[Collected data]
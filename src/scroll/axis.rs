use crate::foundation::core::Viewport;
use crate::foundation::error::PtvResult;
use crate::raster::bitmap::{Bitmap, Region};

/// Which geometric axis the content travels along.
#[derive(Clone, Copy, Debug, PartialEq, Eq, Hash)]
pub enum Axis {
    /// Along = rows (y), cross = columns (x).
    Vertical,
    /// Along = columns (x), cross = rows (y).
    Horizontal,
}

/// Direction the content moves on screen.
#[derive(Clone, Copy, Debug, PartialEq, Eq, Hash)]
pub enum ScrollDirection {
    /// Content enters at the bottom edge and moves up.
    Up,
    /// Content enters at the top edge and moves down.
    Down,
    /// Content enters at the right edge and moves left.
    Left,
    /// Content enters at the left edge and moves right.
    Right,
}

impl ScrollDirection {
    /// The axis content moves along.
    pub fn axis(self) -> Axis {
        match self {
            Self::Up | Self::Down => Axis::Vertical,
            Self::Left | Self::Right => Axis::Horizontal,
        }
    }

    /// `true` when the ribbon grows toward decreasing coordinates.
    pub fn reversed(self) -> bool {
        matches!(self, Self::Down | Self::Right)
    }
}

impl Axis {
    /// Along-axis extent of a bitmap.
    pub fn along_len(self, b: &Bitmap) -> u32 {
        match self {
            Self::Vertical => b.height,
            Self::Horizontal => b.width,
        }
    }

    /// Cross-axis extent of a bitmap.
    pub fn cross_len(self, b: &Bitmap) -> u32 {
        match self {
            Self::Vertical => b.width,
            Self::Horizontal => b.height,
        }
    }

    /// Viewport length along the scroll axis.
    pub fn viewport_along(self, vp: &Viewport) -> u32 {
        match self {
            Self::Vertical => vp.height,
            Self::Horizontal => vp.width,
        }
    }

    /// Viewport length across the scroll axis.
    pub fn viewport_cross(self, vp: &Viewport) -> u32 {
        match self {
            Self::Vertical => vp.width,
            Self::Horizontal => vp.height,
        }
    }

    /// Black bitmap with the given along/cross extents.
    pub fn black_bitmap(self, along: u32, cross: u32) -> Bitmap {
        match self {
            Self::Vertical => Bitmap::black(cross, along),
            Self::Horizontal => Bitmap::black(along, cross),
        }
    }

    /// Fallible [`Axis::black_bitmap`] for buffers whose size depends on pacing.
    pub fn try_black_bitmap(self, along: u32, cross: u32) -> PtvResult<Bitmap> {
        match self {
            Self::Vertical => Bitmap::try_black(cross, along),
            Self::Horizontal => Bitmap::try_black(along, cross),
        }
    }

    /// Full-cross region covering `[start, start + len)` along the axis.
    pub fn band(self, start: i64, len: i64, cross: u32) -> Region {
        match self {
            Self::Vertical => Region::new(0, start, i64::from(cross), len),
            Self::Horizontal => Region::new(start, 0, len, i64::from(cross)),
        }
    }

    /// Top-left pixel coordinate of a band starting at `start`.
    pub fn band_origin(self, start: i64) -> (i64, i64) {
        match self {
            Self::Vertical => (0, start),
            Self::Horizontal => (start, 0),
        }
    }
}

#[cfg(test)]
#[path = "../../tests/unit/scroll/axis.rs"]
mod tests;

# [TASK BRIEF]
For this exercise, all the data must be repeated exactly.

# [SOLUTION]
filename src/scroll/axis.rs
use crate::foundation::core::Viewport;
use crate::foundation::error::PtvResult;
use crate::raster::bitmap::{Bitmap, Region};

/// Which geometric axis the content travels along.
#[derive(Clone, Copy, Debug, PartialEq, Eq, Hash)]
pub enum Axis {
    /// Along = rows (y), cross = columns (x).
    Vertical,
    /// Along = columns (x), cross = rows (y).
    Horizontal,
}

/// Direction the content moves on screen.
#[derive(Clone, Copy, Debug, PartialEq, Eq, Hash)]
pub enum ScrollDirection {
    /// Content enters at the bottom edge and moves up.
    Up,
    /// Content enters at the top edge and moves down.
    Down,
    /// Content enters at the right edge and moves left.
    Left,
    /// Content enters at the left edge and moves right.
    Right,
}

impl ScrollDirection {
    /// The axis content moves along.
    pub fn axis(self) -> Axis {
        match self {
            Self::Up | Self::Down => Axis::Vertical,
            Self::Left | Self::Right => Axis::Horizontal,
        }
    }

    /// `true` when the ribbon grows toward decreasing coordinates.
    pub fn reversed(self) -> bool {
        matches!(self, Self::Down | Self::Right)
    }
}

impl Axis {
    /// Along-axis extent of a bitmap.
    pub fn along_len(self, b: &Bitmap) -> u32 {
        match self {
            Self::Vertical => b.height,
            Self::Horizontal => b.width,
        }
    }

    /// Cross-axis extent of a bitmap.
    pub fn cross_len(self, b: &Bitmap) -> u32 {
        match self {
            Self::Vertical => b.width,
            Self::Horizontal => b.height,
        }
    }

    /// Viewport length along the scroll axis.
    pub fn viewport_along(self, vp: &Viewport) -> u32 {
        match self {
            Self::Vertical => vp.height,
            Self::Horizontal => vp.width,
        }
    }

    /// Viewport length across the scroll axis.
    pub fn viewport_cross(self, vp: &Viewport) -> u32 {
        match self {
            Self::Vertical => vp.width,
            Self::Horizontal => vp.height,
        }
    }

    /// Black bitmap with the given along/cross extents.
    pub fn black_bitmap(self, along: u32, cross: u32) -> Bitmap {
        match self {
            Self::Vertical => Bitmap::black(cross, along),
            Self::Horizontal => Bitmap::black(along, cross),
        }
    }

    /// Fallible [`Axis::black_bitmap`] for buffers whose size depends on pacing.
    pub fn try_black_bitmap(self, along: u32, cross: u32) -> PtvResult<Bitmap> {
        match self {
            Self::Vertical => Bitmap::try_black(cross, along),
            Self::Horizontal => Bitmap::try_black(along, cross),
        }
    }

    /// Full-cross region covering `[start, start + len)` along the axis.
    pub fn band(self, start: i64, len: i64, cross: u32) -> Region {
        match self {
            Self::Vertical => Region::new(0, start, i64::from(cross), len),
            Self::Horizontal => Region::new(start, 0, len, i64::from(cross)),
        }
    }

    /// Top-left pixel coordinate of a band starting at `start`.
    pub fn band_origin(self, start: i64) -> (i64, i64) {
        match self {
            Self::Vertical => (0, start),
            Self::Horizontal => (start, 0),
        }
    }
}

#[cfg(test)]
#[path = "../../tests/unit/scroll/axis.rs"]
mod tests;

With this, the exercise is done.